# Supplied material
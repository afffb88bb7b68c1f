// Copyright 2025 Google LLC
//
// Licensed under the Apache License, Version 2.0 (the "License");
// you may not use this file except in compliance with the License.
// You may obtain a copy of the License at
//
//     https://www.apache.org/licenses/LICENSE-2.0
//
// Unless required by applicable law or agreed to in writing, software
// distributed under the License is distributed on an "AS IS" BASIS,
// WITHOUT WARRANTIES OR CONDITIONS OF ANY KIND, either express or implied.
// See the License for the specific language governing permissions and
// limitations under the License.

//! Defines traits for retry policies and some common implementations.
//!
//! The client libraries automatically retry RPCs when they fail due to
//! transient errors and the RPC is idempotent, that is, it is safe to perform
//! the RPC more than once.
//!
//! Retry policies are stateful: they count errors, or track the time since the
//! loop started. Client configuration holds a *prototype* of the policy, and
//! each retry loop calls [clone_policy()][RetryPolicy::clone_policy] to get a
//! fresh instance. Concurrent operations never share a policy instance.
//!
//! # Example
//! ```
//! # use gcloud_gax::retry_policy::*;
//! use std::time::Duration;
//! // Retry for at most 10 seconds, and tolerate at most 5 transient errors:
//! // whichever limit is reached first stops the retry loop.
//! let policy = Aip194Strict
//!     .with_time_limit(Duration::from_secs(10))
//!     .with_error_limit(5);
//! ```

use crate::error::rpc::Code;
use crate::error::{Error, Exhausted};
use crate::retry_result::RetryResult;
use std::sync::Arc;
use std::time::Duration;
use tokio::time::Instant;

/// Determines how errors are handled in the retry loop.
///
/// Implementations of this trait classify errors as transient or permanent,
/// and keep track of the budget consumed by the loop.
pub trait RetryPolicy: Send + Sync + std::fmt::Debug {
    /// Query the retry policy after an error.
    ///
    /// Only errors classified as transient consume the budget of the policy.
    /// Permanent errors are returned as [RetryResult::Permanent] regardless
    /// of the remaining budget.
    ///
    /// # Parameters
    /// * `idempotent` - if `true` assume the operation is idempotent. Many more
    ///   errors are retryable on idempotent operations.
    /// * `error` - the last error received from a request.
    fn on_error(&mut self, idempotent: bool, error: Error) -> RetryResult {
        if self.is_permanent(idempotent, &error) {
            return RetryResult::Permanent(error);
        }
        RetryResult::Continue(error)
    }

    /// Returns true if retrying the request cannot fix `error`.
    ///
    /// This does not change the state of the policy.
    fn is_permanent(&self, idempotent: bool, error: &Error) -> bool;

    /// Returns true if the policy budget is spent.
    fn is_exhausted(&self) -> bool {
        false
    }

    /// The remaining time in the retry policy.
    ///
    /// For policies based on time, this returns the remaining time in the
    /// policy. For policies that are not time based this returns `None`.
    fn remaining_time(&self) -> Option<Duration> {
        None
    }

    /// Returns a new policy with the same configuration and a full budget.
    fn clone_policy(&self) -> Box<dyn RetryPolicy>;
}

/// A helper type to use [RetryPolicy] in client and request options.
#[derive(Clone, Debug)]
pub struct RetryPolicyArg(pub(crate) Arc<dyn RetryPolicy>);

impl<T: RetryPolicy + 'static> std::convert::From<T> for RetryPolicyArg {
    fn from(value: T) -> Self {
        Self(Arc::new(value))
    }
}

impl std::convert::From<Arc<dyn RetryPolicy>> for RetryPolicyArg {
    fn from(value: Arc<dyn RetryPolicy>) -> Self {
        Self(value)
    }
}

impl std::convert::From<RetryPolicyArg> for Arc<dyn RetryPolicy> {
    fn from(value: RetryPolicyArg) -> Self {
        value.0
    }
}

/// Extension trait for [RetryPolicy]
pub trait RetryPolicyExt: RetryPolicy + Sized + 'static {
    /// Decorate a [RetryPolicy] to limit the total elapsed time in the retry
    /// loop.
    ///
    /// # Example
    /// ```
    /// # use gcloud_gax::retry_policy::*;
    /// use std::time::Duration;
    /// let policy = Aip194Strict.with_time_limit(Duration::from_secs(10));
    /// assert!(policy.remaining_time() <= Some(Duration::from_secs(10)));
    /// ```
    fn with_time_limit(self, maximum_duration: Duration) -> LimitedElapsedTime {
        LimitedElapsedTime::custom(self, maximum_duration)
    }

    /// Decorate a [RetryPolicy] to limit the number of transient errors.
    ///
    /// # Example
    /// ```
    /// # use gcloud_gax::retry_policy::*;
    /// # use gcloud_gax::error::{Error, rpc::Code, rpc::Status};
    /// let mut policy = Aip194Strict.with_error_limit(1);
    /// assert!(policy.on_error(true, transient_error()).is_continue());
    /// assert!(policy.on_error(true, transient_error()).is_exhausted());
    ///
    /// fn transient_error() -> Error { Error::service(Status::default().set_code(Code::Unavailable)) }
    /// ```
    fn with_error_limit(self, maximum_error_count: u32) -> LimitedErrorCount {
        LimitedErrorCount::custom(self, maximum_error_count)
    }
}

impl<T: RetryPolicy + 'static> RetryPolicyExt for T {}

/// A retry policy that strictly follows [AIP-194].
///
/// This policy should be decorated to limit the number of retry attempts or the
/// duration of the retry loop.
///
/// The policy interprets AIP-194 **strictly**, the retry decision for
/// server-side errors are based only on the status code, and the only retryable
/// status code is [Code::Unavailable].
///
/// [AIP-194]: https://google.aip.dev/194
#[derive(Clone, Debug)]
pub struct Aip194Strict;

impl RetryPolicy for Aip194Strict {
    fn is_permanent(&self, idempotent: bool, error: &Error) -> bool {
        if error.is_cancelled() || error.is_exhausted() {
            return true;
        }
        if error.is_io() || error.is_timeout() {
            return !idempotent;
        }
        match error.status() {
            Some(s) if s.code == Code::Unavailable => !idempotent,
            _ => true,
        }
    }

    fn clone_policy(&self) -> Box<dyn RetryPolicy> {
        Box::new(self.clone())
    }
}

/// A retry policy that treats a configurable set of status codes as transient.
///
/// The default set is [Code::Unavailable] and [Code::ResourceExhausted].
///
/// # Example
/// ```
/// # use gcloud_gax::retry_policy::*;
/// # use gcloud_gax::error::{Error, rpc::Code, rpc::Status};
/// let policy = TransientCodes::new([Code::Unavailable, Code::Aborted]);
/// assert!(!policy.is_permanent(true, &error(Code::Aborted)));
/// assert!(policy.is_permanent(true, &error(Code::PermissionDenied)));
///
/// fn error(code: Code) -> Error { Error::service(Status::default().set_code(code)) }
/// ```
#[derive(Clone, Debug)]
pub struct TransientCodes {
    codes: Vec<Code>,
}

impl TransientCodes {
    /// Creates a policy where only the given codes are transient.
    pub fn new<I: IntoIterator<Item = Code>>(codes: I) -> Self {
        Self {
            codes: codes.into_iter().collect(),
        }
    }
}

impl Default for TransientCodes {
    fn default() -> Self {
        Self::new([Code::Unavailable, Code::ResourceExhausted])
    }
}

impl RetryPolicy for TransientCodes {
    fn is_permanent(&self, idempotent: bool, error: &Error) -> bool {
        if error.is_cancelled() || error.is_exhausted() {
            return true;
        }
        if error.is_io() || error.is_timeout() {
            return !idempotent;
        }
        match error.status() {
            Some(s) if self.codes.contains(&s.code) => !idempotent,
            _ => true,
        }
    }

    fn clone_policy(&self) -> Box<dyn RetryPolicy> {
        Box::new(self.clone())
    }
}

/// A retry policy that retries every error, except cancellations.
///
/// This policy must be decorated to limit the number of retry attempts or the
/// duration of the retry loop.
#[derive(Clone, Debug)]
pub struct AlwaysRetry;

impl RetryPolicy for AlwaysRetry {
    fn is_permanent(&self, _idempotent: bool, error: &Error) -> bool {
        error.is_cancelled() || error.is_exhausted()
    }

    fn clone_policy(&self) -> Box<dyn RetryPolicy> {
        Box::new(self.clone())
    }
}

/// A retry policy decorator that limits the total time in the retry loop.
///
/// This policy decorates an inner policy and limits the duration of retry
/// loops. The clock starts when the policy is created, or when a new instance
/// is created via [clone_policy()][RetryPolicy::clone_policy]. Once the
/// deadline is reached any transient error stops the loop with an
/// [Exhausted] error.
#[derive(Debug)]
pub struct LimitedElapsedTime {
    inner: Box<dyn RetryPolicy>,
    maximum_duration: Duration,
    start: Instant,
}

impl LimitedElapsedTime {
    /// Creates a new instance, with the [Aip194Strict] inner policy.
    pub fn new(maximum_duration: Duration) -> Self {
        Self::custom(Aip194Strict, maximum_duration)
    }

    /// Creates a new instance with a custom inner policy.
    pub fn custom<P: RetryPolicy + 'static>(inner: P, maximum_duration: Duration) -> Self {
        Self {
            inner: Box::new(inner),
            maximum_duration,
            start: Instant::now(),
        }
    }

    fn deadline(&self) -> Instant {
        self.start + self.maximum_duration
    }

    fn on_error_now(&mut self, now: Instant, idempotent: bool, error: Error) -> RetryResult {
        match self.inner.on_error(idempotent, error) {
            RetryResult::Continue(e) if now >= self.deadline() => {
                let elapsed = now.saturating_duration_since(self.start);
                RetryResult::Exhausted(Error::exhausted(
                    Exhausted::new(
                        "elapsed time",
                        format!("{elapsed:?}"),
                        format!("{:?}", self.maximum_duration),
                    )
                    .with_last_error(e),
                ))
            }
            r => r,
        }
    }

    fn remaining_time_now(&self, now: Instant) -> Option<Duration> {
        let remaining = self.deadline().saturating_duration_since(now);
        match self.inner.remaining_time() {
            Some(inner) => Some(std::cmp::min(remaining, inner)),
            None => Some(remaining),
        }
    }
}

impl RetryPolicy for LimitedElapsedTime {
    fn on_error(&mut self, idempotent: bool, error: Error) -> RetryResult {
        self.on_error_now(Instant::now(), idempotent, error)
    }

    fn is_permanent(&self, idempotent: bool, error: &Error) -> bool {
        self.inner.is_permanent(idempotent, error)
    }

    fn is_exhausted(&self) -> bool {
        Instant::now() >= self.deadline() || self.inner.is_exhausted()
    }

    fn remaining_time(&self) -> Option<Duration> {
        self.remaining_time_now(Instant::now())
    }

    fn clone_policy(&self) -> Box<dyn RetryPolicy> {
        Box::new(Self {
            inner: self.inner.clone_policy(),
            maximum_duration: self.maximum_duration,
            start: Instant::now(),
        })
    }
}

/// A retry policy decorator that limits the number of transient errors.
///
/// This policy decorates an inner policy and limits the total number of
/// transient errors. Permanent errors do not count towards the limit. With a
/// maximum of `N` errors the loop makes at most `N + 1` attempts: the error
/// that exceeds the limit stops the loop with an [Exhausted] error.
#[derive(Debug)]
pub struct LimitedErrorCount {
    inner: Box<dyn RetryPolicy>,
    maximum_error_count: u32,
    error_count: u32,
}

impl LimitedErrorCount {
    /// Creates a new instance, with the [Aip194Strict] inner policy.
    pub fn new(maximum_error_count: u32) -> Self {
        Self::custom(Aip194Strict, maximum_error_count)
    }

    /// Creates a new instance with a custom inner policy.
    pub fn custom<P: RetryPolicy + 'static>(inner: P, maximum_error_count: u32) -> Self {
        Self {
            inner: Box::new(inner),
            maximum_error_count,
            error_count: 0,
        }
    }
}

impl RetryPolicy for LimitedErrorCount {
    fn on_error(&mut self, idempotent: bool, error: Error) -> RetryResult {
        match self.inner.on_error(idempotent, error) {
            RetryResult::Continue(e) => {
                self.error_count = self.error_count.saturating_add(1);
                if self.error_count > self.maximum_error_count {
                    return RetryResult::Exhausted(Error::exhausted(
                        Exhausted::new(
                            "error count",
                            self.error_count.to_string(),
                            self.maximum_error_count.to_string(),
                        )
                        .with_last_error(e),
                    ));
                }
                RetryResult::Continue(e)
            }
            r => r,
        }
    }

    fn is_permanent(&self, idempotent: bool, error: &Error) -> bool {
        self.inner.is_permanent(idempotent, error)
    }

    fn is_exhausted(&self) -> bool {
        self.error_count > self.maximum_error_count || self.inner.is_exhausted()
    }

    fn remaining_time(&self) -> Option<Duration> {
        self.inner.remaining_time()
    }

    fn clone_policy(&self) -> Box<dyn RetryPolicy> {
        Box::new(Self {
            inner: self.inner.clone_policy(),
            maximum_error_count: self.maximum_error_count,
            error_count: 0,
        })
    }
}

# Requirement
Each line from the material above that mentions the word "track" needs to be copied.

# Answer box
//! Retry policies are stateful: they count errors, or track the time since the
/// and keep track of the budget consumed by the loop.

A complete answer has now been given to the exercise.